**Required work:** Where does the word "state" show up in the records? Copy every line that holds it.

▼

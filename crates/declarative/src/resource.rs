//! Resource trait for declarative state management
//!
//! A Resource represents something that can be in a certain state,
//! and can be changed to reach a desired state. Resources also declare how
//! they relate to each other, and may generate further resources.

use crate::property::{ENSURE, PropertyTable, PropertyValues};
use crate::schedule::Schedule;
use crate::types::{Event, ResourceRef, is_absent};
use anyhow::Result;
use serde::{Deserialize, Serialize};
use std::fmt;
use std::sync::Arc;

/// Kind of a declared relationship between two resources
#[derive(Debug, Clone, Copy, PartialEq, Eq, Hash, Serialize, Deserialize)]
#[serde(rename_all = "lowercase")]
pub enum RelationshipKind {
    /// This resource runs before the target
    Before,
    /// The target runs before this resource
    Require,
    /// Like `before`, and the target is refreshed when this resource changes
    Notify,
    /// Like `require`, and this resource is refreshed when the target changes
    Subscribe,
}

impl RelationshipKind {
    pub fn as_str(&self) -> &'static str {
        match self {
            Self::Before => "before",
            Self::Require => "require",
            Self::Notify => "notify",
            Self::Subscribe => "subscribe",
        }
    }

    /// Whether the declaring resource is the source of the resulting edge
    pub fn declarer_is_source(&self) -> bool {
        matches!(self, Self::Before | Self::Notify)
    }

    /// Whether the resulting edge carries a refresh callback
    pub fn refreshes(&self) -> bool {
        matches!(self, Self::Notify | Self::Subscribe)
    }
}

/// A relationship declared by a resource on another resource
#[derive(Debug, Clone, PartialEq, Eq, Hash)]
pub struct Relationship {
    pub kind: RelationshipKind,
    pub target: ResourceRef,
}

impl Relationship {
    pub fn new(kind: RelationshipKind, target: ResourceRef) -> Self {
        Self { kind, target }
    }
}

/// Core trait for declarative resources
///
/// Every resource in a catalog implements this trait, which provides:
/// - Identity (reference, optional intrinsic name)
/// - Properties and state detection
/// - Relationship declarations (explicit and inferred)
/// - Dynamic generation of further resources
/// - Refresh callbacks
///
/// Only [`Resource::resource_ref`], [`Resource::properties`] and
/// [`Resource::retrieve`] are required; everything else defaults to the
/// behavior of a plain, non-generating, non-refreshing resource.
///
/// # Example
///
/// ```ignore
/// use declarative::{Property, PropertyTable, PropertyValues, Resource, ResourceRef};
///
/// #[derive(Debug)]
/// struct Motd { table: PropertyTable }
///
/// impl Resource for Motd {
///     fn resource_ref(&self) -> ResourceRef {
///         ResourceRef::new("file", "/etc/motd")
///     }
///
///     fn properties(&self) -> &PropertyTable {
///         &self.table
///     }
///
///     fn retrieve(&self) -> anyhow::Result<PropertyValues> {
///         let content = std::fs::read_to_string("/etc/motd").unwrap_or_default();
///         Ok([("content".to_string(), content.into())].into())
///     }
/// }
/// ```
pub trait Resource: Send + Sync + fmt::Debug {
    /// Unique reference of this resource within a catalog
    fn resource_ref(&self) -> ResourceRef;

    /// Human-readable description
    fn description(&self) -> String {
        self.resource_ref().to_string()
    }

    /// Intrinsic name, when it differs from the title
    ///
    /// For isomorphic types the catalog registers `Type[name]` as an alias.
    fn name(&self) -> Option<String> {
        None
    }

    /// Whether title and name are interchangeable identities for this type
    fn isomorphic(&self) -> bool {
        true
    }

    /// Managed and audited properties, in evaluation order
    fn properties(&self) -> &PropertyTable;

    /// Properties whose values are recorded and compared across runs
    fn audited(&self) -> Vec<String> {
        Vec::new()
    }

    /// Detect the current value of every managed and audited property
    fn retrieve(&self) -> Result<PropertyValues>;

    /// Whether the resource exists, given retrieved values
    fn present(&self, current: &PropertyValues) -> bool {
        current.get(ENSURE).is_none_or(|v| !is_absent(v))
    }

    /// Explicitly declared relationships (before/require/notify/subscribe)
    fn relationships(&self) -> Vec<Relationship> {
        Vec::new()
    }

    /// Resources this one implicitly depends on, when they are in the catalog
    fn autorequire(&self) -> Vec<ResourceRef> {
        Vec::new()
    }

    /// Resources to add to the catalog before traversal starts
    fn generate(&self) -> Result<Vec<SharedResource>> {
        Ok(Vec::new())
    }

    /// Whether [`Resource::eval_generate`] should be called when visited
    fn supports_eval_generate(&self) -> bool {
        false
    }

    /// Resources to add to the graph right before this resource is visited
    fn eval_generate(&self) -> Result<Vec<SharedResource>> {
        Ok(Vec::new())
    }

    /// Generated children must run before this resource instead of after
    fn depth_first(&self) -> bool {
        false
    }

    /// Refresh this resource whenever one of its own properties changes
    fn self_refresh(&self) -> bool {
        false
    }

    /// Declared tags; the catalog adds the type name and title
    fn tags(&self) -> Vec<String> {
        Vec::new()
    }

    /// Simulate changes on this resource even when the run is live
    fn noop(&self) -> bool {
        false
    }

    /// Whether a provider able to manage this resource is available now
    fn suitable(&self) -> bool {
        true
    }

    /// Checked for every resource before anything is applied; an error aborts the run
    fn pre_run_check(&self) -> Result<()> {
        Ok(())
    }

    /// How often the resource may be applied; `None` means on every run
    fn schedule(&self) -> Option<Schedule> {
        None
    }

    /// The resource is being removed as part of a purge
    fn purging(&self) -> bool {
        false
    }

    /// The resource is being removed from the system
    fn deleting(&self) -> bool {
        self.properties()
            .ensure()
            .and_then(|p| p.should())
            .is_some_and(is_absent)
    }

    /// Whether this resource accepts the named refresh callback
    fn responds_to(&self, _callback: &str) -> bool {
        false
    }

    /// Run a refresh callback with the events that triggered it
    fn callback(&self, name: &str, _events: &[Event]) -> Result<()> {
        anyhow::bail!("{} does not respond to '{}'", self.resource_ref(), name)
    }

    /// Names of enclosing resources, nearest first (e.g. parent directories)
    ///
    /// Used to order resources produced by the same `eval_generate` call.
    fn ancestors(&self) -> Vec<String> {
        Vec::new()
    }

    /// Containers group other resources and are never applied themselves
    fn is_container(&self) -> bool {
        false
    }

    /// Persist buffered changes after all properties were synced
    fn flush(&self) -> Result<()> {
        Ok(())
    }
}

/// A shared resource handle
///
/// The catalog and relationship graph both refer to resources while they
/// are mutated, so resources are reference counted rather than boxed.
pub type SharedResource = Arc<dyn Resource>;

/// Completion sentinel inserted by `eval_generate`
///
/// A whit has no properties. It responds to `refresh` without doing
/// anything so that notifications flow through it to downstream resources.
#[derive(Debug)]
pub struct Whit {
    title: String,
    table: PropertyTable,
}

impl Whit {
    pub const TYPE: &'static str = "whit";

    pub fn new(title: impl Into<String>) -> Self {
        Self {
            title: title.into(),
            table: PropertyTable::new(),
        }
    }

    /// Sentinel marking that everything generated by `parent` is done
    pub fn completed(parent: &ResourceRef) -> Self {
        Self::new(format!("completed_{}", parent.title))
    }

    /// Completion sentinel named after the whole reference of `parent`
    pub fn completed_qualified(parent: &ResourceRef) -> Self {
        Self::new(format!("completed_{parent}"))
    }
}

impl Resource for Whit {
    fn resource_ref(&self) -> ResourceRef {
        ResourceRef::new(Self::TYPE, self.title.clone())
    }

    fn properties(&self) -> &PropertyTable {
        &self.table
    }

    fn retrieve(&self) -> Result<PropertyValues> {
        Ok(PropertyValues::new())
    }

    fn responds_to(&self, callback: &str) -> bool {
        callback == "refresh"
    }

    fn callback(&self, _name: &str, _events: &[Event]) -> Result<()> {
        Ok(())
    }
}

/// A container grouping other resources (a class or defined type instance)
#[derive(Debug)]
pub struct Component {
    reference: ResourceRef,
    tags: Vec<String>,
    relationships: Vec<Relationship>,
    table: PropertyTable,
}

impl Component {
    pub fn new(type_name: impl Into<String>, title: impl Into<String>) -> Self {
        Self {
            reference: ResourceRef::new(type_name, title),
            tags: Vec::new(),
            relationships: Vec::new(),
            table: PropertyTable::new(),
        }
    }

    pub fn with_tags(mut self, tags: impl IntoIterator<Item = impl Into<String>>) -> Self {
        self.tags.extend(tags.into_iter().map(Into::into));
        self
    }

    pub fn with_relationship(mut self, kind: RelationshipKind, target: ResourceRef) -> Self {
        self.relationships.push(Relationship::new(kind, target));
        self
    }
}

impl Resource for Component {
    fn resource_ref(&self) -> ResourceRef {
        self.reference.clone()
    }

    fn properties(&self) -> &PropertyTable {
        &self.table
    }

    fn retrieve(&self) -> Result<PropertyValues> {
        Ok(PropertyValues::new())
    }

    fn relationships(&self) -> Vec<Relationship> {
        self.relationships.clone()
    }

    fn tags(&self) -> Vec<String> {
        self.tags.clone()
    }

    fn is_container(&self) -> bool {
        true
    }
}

▲

**Solution for this exercise:**
//! Resource trait for declarative state management
//! A Resource represents something that can be in a certain state,
//! and can be changed to reach a desired state. Resources also declare how
/// - Properties and state detection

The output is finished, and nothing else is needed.